Creamy White Lasagna Soup


  • 1 pound ground Italian sausage
  • 1/2 cup diced onion
  • 1/2 cup diced bell pepper
  • 3 cloves garlic, minced
  • 4 cups chicken broth
  • 2 cups water
  • 1 (14.5 ounce) can diced tomatoes, undrained
  • 1 cup heavy cream
  • 1/2 cup grated Parmesan cheese
  • 4 ounces cream cheese, cut into cubes
  • 1/2 teaspoon dried basil
  • 1/2 teaspoon dried oregano
  • 1/4 teaspoon salt
  • 1/4 teaspoon black pepper
  • 8 lasagna noodles, broken into bite-size pieces


  1. In a large pot or Dutch oven, cook sausage over medium heat until no longer pink; drain.
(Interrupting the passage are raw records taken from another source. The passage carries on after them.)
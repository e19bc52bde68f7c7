//! Snapshot schema migration registry and executor.
//!
//! # Responsibility
//! - Register schema migrations in strictly increasing order.
//! - Apply pending migrations atomically on a writable connection.
//!
//! # Invariants
//! - `version` values must remain monotonic.
//! - Applied migration version is mirrored to `PRAGMA user_version`.

use crate::db::{DbError, DbResult};
use rusqlite::Connection;

#[derive(Debug, Clone, Copy)]
struct Migration {
    version: u32,
    sql: &'static str,
}

const MIGRATIONS: &[Migration] = &[Migration {
    version: 1,
    sql: include_str!("0001_snapshot.sql"),
}];

/// Returns the latest migration version known by this binary.
pub fn latest_version() -> u32 {
    MIGRATIONS.last().map_or(0, |migration| migration.version)
}

/// Applies all pending migrations on the provided connection.
pub fn apply_migrations(conn: &mut Connection) -> DbResult<()> {
    let current_version = current_user_version(conn)?;
    let latest = latest_version();

    if current_version > latest {
        return Err(DbError::UnsupportedSchemaVersion {
            db_version: current_version,
            latest_supported: latest,
        });
    }

    if current_version == latest {
        return Ok(());
    }

    let tx = conn.transaction()?;
    for migration in MIGRATIONS {
        if migration.version <= current_version {
            continue;
        }

        tx.execute_batch(migration.sql)?;
        tx.execute_batch(&format!("PRAGMA user_version = {};", migration.version))?;
    }
    tx.commit()?;

    Ok(())
}

/// Checks a read-only connection carries exactly the current schema.
pub fn ensure_current_schema(conn: &Connection) -> DbResult<()> {
    match current_user_version(conn)? {
        0 => Err(DbError::MissingSchema),
        version if version == latest_version() => Ok(()),
        version => Err(DbError::UnsupportedSchemaVersion {
            db_version: version,
            latest_supported: latest_version(),
        }),
    }
}

pub(crate) fn current_user_version(conn: &Connection) -> DbResult<u32> {
    let version = conn.query_row("PRAGMA user_version;", [], |row| row.get::<_, u32>(0))?;
    Ok(version)
}
//! File-level snapshot load/save.
//!
//! # Responsibility
//! - Write the whole tree to a temporary file next to the target, then
//!   rename it over the target.
//! - Load a snapshot, degrading to an empty tree on any failure.
//!
//! # Invariants
//! - A failed save leaves the previous snapshot file untouched.
//! - A missing snapshot file is not an error.

use super::snapshot_repo::{
    RepoError, SnapshotRepository, SnapshotSummary, SqliteSnapshotRepository,
};
use crate::db::{open_db, open_db_read_only};
use crate::model::user_manager::UserManager;
use log::{error, info, warn};
use std::error::Error;
use std::fmt::{Display, Formatter};
use std::path::{Path, PathBuf};
use std::time::Instant;

const TEMP_PREFIX: &str = ".photos-snapshot-";
const TEMP_SUFFIX: &str = ".tmp";

#[derive(Debug)]
pub enum SnapshotError {
    /// Filesystem failure while creating directories, temp file or rename.
    Io {
        path: PathBuf,
        source: std::io::Error,
    },
    /// Database or content failure while writing/reading snapshot rows.
    Repo(RepoError),
}

impl SnapshotError {
    fn io(path: &Path, source: std::io::Error) -> Self {
        Self::Io {
            path: path.to_path_buf(),
            source,
        }
    }

    /// Stable code used in log events.
    pub fn code(&self) -> &'static str {
        match self {
            Self::Io { .. } => "snapshot_io_failed",
            Self::Repo(RepoError::Db(_)) => "snapshot_db_failed",
            Self::Repo(_) => "snapshot_invalid_data",
        }
    }
}

impl Display for SnapshotError {
    fn fmt(&self, f: &mut Formatter<'_>) -> std::fmt::Result {
        match self {
            Self::Io { path, source } => {
                write!(f, "snapshot I/O failed at `{}`: {source}", path.display())
            }
            Self::Repo(err) => write!(f, "{err}"),
        }
    }
}

impl Error for SnapshotError {
    fn source(&self) -> Option<&(dyn Error + 'static)> {
        match self {
            Self::Io { source, .. } => Some(source),
            Self::Repo(err) => Some(err),
        }
    }
}

impl From<RepoError> for SnapshotError {
    fn from(value: RepoError) -> Self {
        Self::Repo(value)
    }
}

impl UserManager {
    /// Loads the snapshot at `path`.
    ///
    /// Never fails: a missing file yields an empty manager, and an unreadable
    /// or invalid file is logged at `warn` and also yields an empty manager.
    pub fn load_from_file(path: impl AsRef<Path>) -> Self {
        let path = path.as_ref();
        match Self::try_load_from_file(path) {
            Ok(Some(manager)) => manager,
            Ok(None) => {
                info!(
                    "event=snapshot_load module=repo status=missing path={}",
                    path.display()
                );
                Self::new()
            }
            Err(err) => {
                warn!(
                    "event=snapshot_load module=repo status=fallback_empty path={} error_code={} error={}",
                    path.display(),
                    err.code(),
                    err
                );
                Self::new()
            }
        }
    }

    /// Loads the snapshot at `path`, exposing the failure cause.
    ///
    /// Returns `Ok(None)` when no file exists at `path`.
    pub fn try_load_from_file(path: impl AsRef<Path>) -> Result<Option<Self>, SnapshotError> {
        let path = path.as_ref();
        let started_at = Instant::now();

        if !path.try_exists().map_err(|err| SnapshotError::io(path, err))? {
            return Ok(None);
        }

        let mut conn = open_db_read_only(path).map_err(RepoError::from)?;
        let manager = SqliteSnapshotRepository::new(&mut conn).read_manager()?;

        info!(
            "event=snapshot_load module=repo status=ok users={} duration_ms={}",
            manager.users().len(),
            started_at.elapsed().as_millis()
        );
        Ok(Some(manager))
    }

    /// Writes the whole tree to `path`, replacing any previous snapshot.
    ///
    /// Missing parent directories are created. The snapshot is built in a
    /// temporary file in the target directory and renamed into place, so a
    /// failure never truncates the existing file.
    pub fn save_to_file(&self, path: impl AsRef<Path>) -> Result<SnapshotSummary, SnapshotError> {
        let path = path.as_ref();
        let started_at = Instant::now();
        info!(
            "event=snapshot_save module=repo status=start path={}",
            path.display()
        );

        match self.write_snapshot(path) {
            Ok(summary) => {
                info!(
                    "event=snapshot_save module=repo status=ok snapshot_id={} users={} albums={} photos={} tags={} duration_ms={}",
                    summary.snapshot_id,
                    summary.users,
                    summary.albums,
                    summary.photos,
                    summary.tags,
                    started_at.elapsed().as_millis()
                );
                Ok(summary)
            }
            Err(err) => {
                error!(
                    "event=snapshot_save module=repo status=error path={} duration_ms={} error_code={} error={}",
                    path.display(),
                    started_at.elapsed().as_millis(),
                    err.code(),
                    err
                );
                Err(err)
            }
        }
    }

    fn write_snapshot(&self, path: &Path) -> Result<SnapshotSummary, SnapshotError> {
        let dir = match path.parent() {
            Some(parent) if !parent.as_os_str().is_empty() => parent.to_path_buf(),
            _ => PathBuf::from("."),
        };
        std::fs::create_dir_all(&dir).map_err(|err| SnapshotError::io(&dir, err))?;

        // Dropping `temp_path` on any early return removes the partial file.
        let temp_path = tempfile::Builder::new()
            .prefix(TEMP_PREFIX)
            .suffix(TEMP_SUFFIX)
            .tempfile_in(&dir)
            .map_err(|err| SnapshotError::io(&dir, err))?
            .into_temp_path();

        let mut conn = open_db(&temp_path).map_err(RepoError::from)?;
        let summary = SqliteSnapshotRepository::new(&mut conn).write_manager(self)?;
        conn.close().map_err(|(_, err)| RepoError::from(err))?;

        temp_path
            .persist(path)
            .map_err(|err| SnapshotError::io(path, err.error))?;
        Ok(summary)
    }
}
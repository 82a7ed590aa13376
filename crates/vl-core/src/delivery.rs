//! Report delivery.
//!
//! Reports are handed to a bounded queue drained by a single
//! [`DeliveryWorker`]. Enqueueing never waits: a stopped session is final,
//! so a full queue drops the delivery and reports the failure instead of
//! holding up the caller. The worker logs sink failures and returns
//! [`DeliveryStats`] to whoever awaits it once every [`DeliveryQueue`]
//! handle is dropped.

use std::sync::Arc;

use async_trait::async_trait;
use thiserror::Error;
use tokio::sync::mpsc;

use crate::report::Report;
use crate::types::ParticipantId;

/// Report delivery errors. Logged, never retried.
#[derive(Debug, Error)]
pub enum DeliveryError {
    /// The delivery queue has no free slot.
    #[error("delivery queue is full")]
    QueueFull,

    /// The delivery worker has shut down.
    #[error("delivery queue is closed")]
    QueueClosed,

    /// The sink could not send the report.
    #[error("failed to deliver report to {recipient}: {message}")]
    Sink {
        recipient: ParticipantId,
        message: String,
    },

    #[error("I/O error: {0}")]
    Io(#[from] std::io::Error),
}

/// Sends a finished report to a participant.
#[async_trait]
pub trait ReportSink: Send + Sync {
    async fn deliver(&self, recipient: &ParticipantId, report: &Report)
    -> Result<(), DeliveryError>;
}

/// A queued delivery.
#[derive(Debug, Clone)]
pub struct Delivery {
    pub recipient: ParticipantId,
    pub report: Arc<Report>,
}

/// Outcome counts of a [`DeliveryWorker`] run.
#[derive(Debug, Clone, Copy, Default, PartialEq, Eq)]
pub struct DeliveryStats {
    pub delivered: usize,
    pub failed: usize,
}

/// Producer side of the delivery queue.
#[derive(Debug, Clone)]
pub struct DeliveryQueue {
    tx: mpsc::Sender<Delivery>,
}

impl DeliveryQueue {
    /// Creates a queue with room for `capacity` pending deliveries.
    pub fn new(sink: Arc<dyn ReportSink>, capacity: usize) -> (Self, DeliveryWorker) {
        let (tx, rx) = mpsc::channel(capacity.max(1));
        (Self { tx }, DeliveryWorker { rx, sink })
    }

    /// Queues `report` for `recipient` without waiting.
    pub fn enqueue(&self, recipient: ParticipantId, report: Arc<Report>) -> Result<(), DeliveryError> {
        self.tx
            .try_send(Delivery { recipient, report })
            .map_err(|err| match err {
                mpsc::error::TrySendError::Full(_) => DeliveryError::QueueFull,
                mpsc::error::TrySendError::Closed(_) => DeliveryError::QueueClosed,
            })
    }
}

/// Consumer side of the delivery queue.
pub struct DeliveryWorker {
    rx: mpsc::Receiver<Delivery>,
    sink: Arc<dyn ReportSink>,
}

impl DeliveryWorker {
    /// Delivers queued reports until every producer is dropped.
    pub async fn run(mut self) -> DeliveryStats {
        let mut stats = DeliveryStats::default();
        while let Some(delivery) = self.rx.recv().await {
            match self.sink.deliver(&delivery.recipient, &delivery.report).await {
                Ok(()) => {
                    stats.delivered += 1;
                    tracing::info!(
                        recipient = %delivery.recipient,
                        session = %delivery.report.session,
                        "report delivered"
                    );
                }
                Err(err) => {
                    stats.failed += 1;
                    tracing::warn!(
                        recipient = %delivery.recipient,
                        session = %delivery.report.session,
                        error = %err,
                        "report delivery failed"
                    );
                }
            }
        }
        stats
    }
}

#[cfg(test)]
pub(crate) mod testing {
    use std::sync::Mutex;

    use super::*;

    /// Sink that records deliveries and fails for selected recipients.
    #[derive(Default)]
    pub struct RecordingSink {
        pub delivered: Mutex<Vec<(ParticipantId, Arc<Report>)>>,
        pub failing: Vec<ParticipantId>,
    }

    impl RecordingSink {
        pub fn recipients(&self) -> Vec<String> {
            self.delivered
                .lock()
                .unwrap()
                .iter()
                .map(|(recipient, _)| recipient.to_string())
                .collect()
        }
    }

    #[async_trait]
    impl ReportSink for RecordingSink {
        async fn deliver(
            &self,
            recipient: &ParticipantId,
            report: &Report,
        ) -> Result<(), DeliveryError> {
            if self.failing.contains(recipient) {
                return Err(DeliveryError::Sink {
                    recipient: recipient.clone(),
                    message: "user has direct messages disabled".to_string(),
                });
            }
            self.delivered
                .lock()
                .unwrap()
                .push((recipient.clone(), Arc::new(report.clone())));
            Ok(())
        }
    }
}

#[cfg(test)]
mod tests {
    use super::testing::RecordingSink;
    use super::*;

    use chrono::{TimeZone, Utc};

    use crate::types::{ResourceId, ResourceKey, ScopeId, SessionId};

    fn report() -> Arc<Report> {
        let at = Utc.with_ymd_and_hms(2025, 3, 1, 18, 0, 0).single().unwrap();
        Arc::new(Report {
            session: SessionId::generate(),
            resource: ResourceKey::new(ScopeId::new("g").unwrap(), ResourceId::new("v").unwrap()),
            label: "General".to_string(),
            initiator: ParticipantId::new("host").unwrap(),
            started_at: at,
            stopped_at: at,
            rows: Vec::new(),
        })
    }

    fn pid(id: &str) -> ParticipantId {
        ParticipantId::new(id).unwrap()
    }

    #[tokio::test]
    async fn test_worker_counts_failures_and_keeps_going() {
        let sink = Arc::new(RecordingSink {
            failing: vec![pid("blocked")],
            ..RecordingSink::default()
        });
        let (queue, worker) = DeliveryQueue::new(sink.clone(), 8);

        queue.enqueue(pid("a"), report()).unwrap();
        queue.enqueue(pid("blocked"), report()).unwrap();
        queue.enqueue(pid("b"), report()).unwrap();
        drop(queue);

        let stats = worker.run().await;
        assert_eq!(stats, DeliveryStats { delivered: 2, failed: 1 });
        assert_eq!(sink.recipients(), ["a", "b"]);
    }

    #[tokio::test]
    async fn test_full_queue_rejects_without_waiting() {
        let (queue, _worker) = DeliveryQueue::new(Arc::new(RecordingSink::default()), 1);

        queue.enqueue(pid("a"), report()).unwrap();
        assert!(matches!(
            queue.enqueue(pid("b"), report()),
            Err(DeliveryError::QueueFull)
        ));
    }

    #[tokio::test]
    async fn test_closed_queue_is_reported() {
        let (queue, worker) = DeliveryQueue::new(Arc::new(RecordingSink::default()), 4);
        drop(worker);

        assert!(matches!(
            queue.enqueue(pid("a"), report()),
            Err(DeliveryError::QueueClosed)
        ));
    }
}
  2. Add onion, bell pepper, and garlic to the pot; cook until vegetables are tender.
  3. Stir in the broth, water, and tomatoes. Bring to a boil.
  4. Reduce heat and simmer, uncovered, for 20 minutes.
  5. Stir in the cream, Parmesan cheese, cream cheese, basil, oregano, salt, and pepper. Cook until cheese is melted and soup is heated through.
  6. Stir in the noodles and cook until tender, about 10 minutes.